>>>
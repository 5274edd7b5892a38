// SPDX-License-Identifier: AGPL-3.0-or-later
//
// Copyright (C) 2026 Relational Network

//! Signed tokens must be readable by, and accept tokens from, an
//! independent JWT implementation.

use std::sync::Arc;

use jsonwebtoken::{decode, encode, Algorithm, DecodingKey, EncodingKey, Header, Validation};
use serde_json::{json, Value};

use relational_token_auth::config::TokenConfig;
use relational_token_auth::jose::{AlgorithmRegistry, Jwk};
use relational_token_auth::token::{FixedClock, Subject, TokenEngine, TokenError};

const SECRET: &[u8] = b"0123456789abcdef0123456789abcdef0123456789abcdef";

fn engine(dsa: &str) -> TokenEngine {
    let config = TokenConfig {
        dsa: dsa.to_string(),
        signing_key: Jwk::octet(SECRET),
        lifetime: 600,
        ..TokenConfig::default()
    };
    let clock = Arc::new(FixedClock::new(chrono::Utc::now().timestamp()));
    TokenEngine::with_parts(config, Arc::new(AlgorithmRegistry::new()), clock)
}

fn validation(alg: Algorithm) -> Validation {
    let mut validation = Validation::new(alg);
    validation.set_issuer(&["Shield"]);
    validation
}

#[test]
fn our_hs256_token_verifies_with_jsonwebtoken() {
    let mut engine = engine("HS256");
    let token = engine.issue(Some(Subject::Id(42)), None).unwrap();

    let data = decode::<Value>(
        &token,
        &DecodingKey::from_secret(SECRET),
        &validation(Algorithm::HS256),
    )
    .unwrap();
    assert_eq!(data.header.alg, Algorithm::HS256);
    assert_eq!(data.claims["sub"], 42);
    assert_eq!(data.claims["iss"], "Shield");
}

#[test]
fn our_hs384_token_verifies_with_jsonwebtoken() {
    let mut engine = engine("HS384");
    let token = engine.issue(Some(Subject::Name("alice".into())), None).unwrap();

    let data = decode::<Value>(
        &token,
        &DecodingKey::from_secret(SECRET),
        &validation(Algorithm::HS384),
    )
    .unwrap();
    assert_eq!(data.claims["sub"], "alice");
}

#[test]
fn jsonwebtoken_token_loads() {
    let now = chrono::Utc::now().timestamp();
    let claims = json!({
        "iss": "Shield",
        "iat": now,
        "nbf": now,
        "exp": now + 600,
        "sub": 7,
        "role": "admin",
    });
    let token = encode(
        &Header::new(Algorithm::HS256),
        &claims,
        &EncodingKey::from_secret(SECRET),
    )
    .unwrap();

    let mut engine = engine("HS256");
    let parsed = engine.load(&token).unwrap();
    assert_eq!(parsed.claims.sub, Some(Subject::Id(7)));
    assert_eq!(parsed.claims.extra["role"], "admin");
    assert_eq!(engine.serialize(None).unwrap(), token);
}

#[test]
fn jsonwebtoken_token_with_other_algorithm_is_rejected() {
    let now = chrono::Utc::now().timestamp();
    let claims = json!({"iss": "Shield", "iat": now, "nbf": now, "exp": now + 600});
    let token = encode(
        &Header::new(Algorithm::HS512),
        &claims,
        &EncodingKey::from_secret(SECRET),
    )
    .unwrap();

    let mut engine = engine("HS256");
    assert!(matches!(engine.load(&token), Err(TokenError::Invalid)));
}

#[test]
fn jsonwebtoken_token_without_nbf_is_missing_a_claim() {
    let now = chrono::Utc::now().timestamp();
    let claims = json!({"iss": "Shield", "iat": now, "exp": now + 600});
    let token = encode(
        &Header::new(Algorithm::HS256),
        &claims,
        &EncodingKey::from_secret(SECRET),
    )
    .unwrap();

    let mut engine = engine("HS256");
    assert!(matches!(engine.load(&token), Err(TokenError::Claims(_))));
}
<<<
Task directions: Your answer must be the full set of entries, copied exactly.

Answer to the problem:
repository 5274edd7b5892a38
// SPDX-License-Identifier: AGPL-3.0-or-later
//
// Copyright (C) 2026 Relational Network

//! Signed tokens must be readable by, and accept tokens from, an
//! independent JWT implementation.

use std::sync::Arc;

use jsonwebtoken::{decode, encode, Algorithm, DecodingKey, EncodingKey, Header, Validation};
use serde_json::{json, Value};

use relational_token_auth::config::TokenConfig;
use relational_token_auth::jose::{AlgorithmRegistry, Jwk};
use relational_token_auth::token::{FixedClock, Subject, TokenEngine, TokenError};

const SECRET: &[u8] = b"0123456789abcdef0123456789abcdef0123456789abcdef";

fn engine(dsa: &str) -> TokenEngine {
    let config = TokenConfig {
        dsa: dsa.to_string(),
        signing_key: Jwk::octet(SECRET),
        lifetime: 600,
        ..TokenConfig::default()
    };
    let clock = Arc::new(FixedClock::new(chrono::Utc::now().timestamp()));
    TokenEngine::with_parts(config, Arc::new(AlgorithmRegistry::new()), clock)
}

fn validation(alg: Algorithm) -> Validation {
    let mut validation = Validation::new(alg);
    validation.set_issuer(&["Shield"]);
    validation
}

#[test]
fn our_hs256_token_verifies_with_jsonwebtoken() {
    let mut engine = engine("HS256");
    let token = engine.issue(Some(Subject::Id(42)), None).unwrap();

    let data = decode::<Value>(
        &token,
        &DecodingKey::from_secret(SECRET),
        &validation(Algorithm::HS256),
    )
    .unwrap();
    assert_eq!(data.header.alg, Algorithm::HS256);
    assert_eq!(data.claims["sub"], 42);
    assert_eq!(data.claims["iss"], "Shield");
}

#[test]
fn our_hs384_token_verifies_with_jsonwebtoken() {
    let mut engine = engine("HS384");
    let token = engine.issue(Some(Subject::Name("alice".into())), None).unwrap();

    let data = decode::<Value>(
        &token,
        &DecodingKey::from_secret(SECRET),
        &validation(Algorithm::HS384),
    )
    .unwrap();
    assert_eq!(data.claims["sub"], "alice");
}

#[test]
fn jsonwebtoken_token_loads() {
    let now = chrono::Utc::now().timestamp();
    let claims = json!({
        "iss": "Shield",
        "iat": now,
        "nbf": now,
        "exp": now + 600,
        "sub": 7,
        "role": "admin",
    });
    let token = encode(
        &Header::new(Algorithm::HS256),
        &claims,
        &EncodingKey::from_secret(SECRET),
    )
    .unwrap();

    let mut engine = engine("HS256");
    let parsed = engine.load(&token).unwrap();
    assert_eq!(parsed.claims.sub, Some(Subject::Id(7)));
    assert_eq!(parsed.claims.extra["role"], "admin");
    assert_eq!(engine.serialize(None).unwrap(), token);
}

#[test]
fn jsonwebtoken_token_with_other_algorithm_is_rejected() {
    let now = chrono::Utc::now().timestamp();
    let claims = json!({"iss": "Shield", "iat": now, "nbf": now, "exp": now + 600});
    let token = encode(
        &Header::new(Algorithm::HS512),
        &claims,
        &EncodingKey::from_secret(SECRET),
    )
    .unwrap();

    let mut engine = engine("HS256");
    assert!(matches!(engine.load(&token), Err(TokenError::Invalid)));
}

#[test]
fn jsonwebtoken_token_without_nbf_is_missing_a_claim() {
    let now = chrono::Utc::now().timestamp();
    let claims = json!({"iss": "Shield", "iat": now, "exp": now + 600});
    let token = encode(
        &Header::new(Algorithm::HS256),
        &claims,
        &EncodingKey::from_secret(SECRET),
    )
    .unwrap();

    let mut engine = engine("HS256");
    assert!(matches!(engine.load(&token), Err(TokenError::Claims(_))));
}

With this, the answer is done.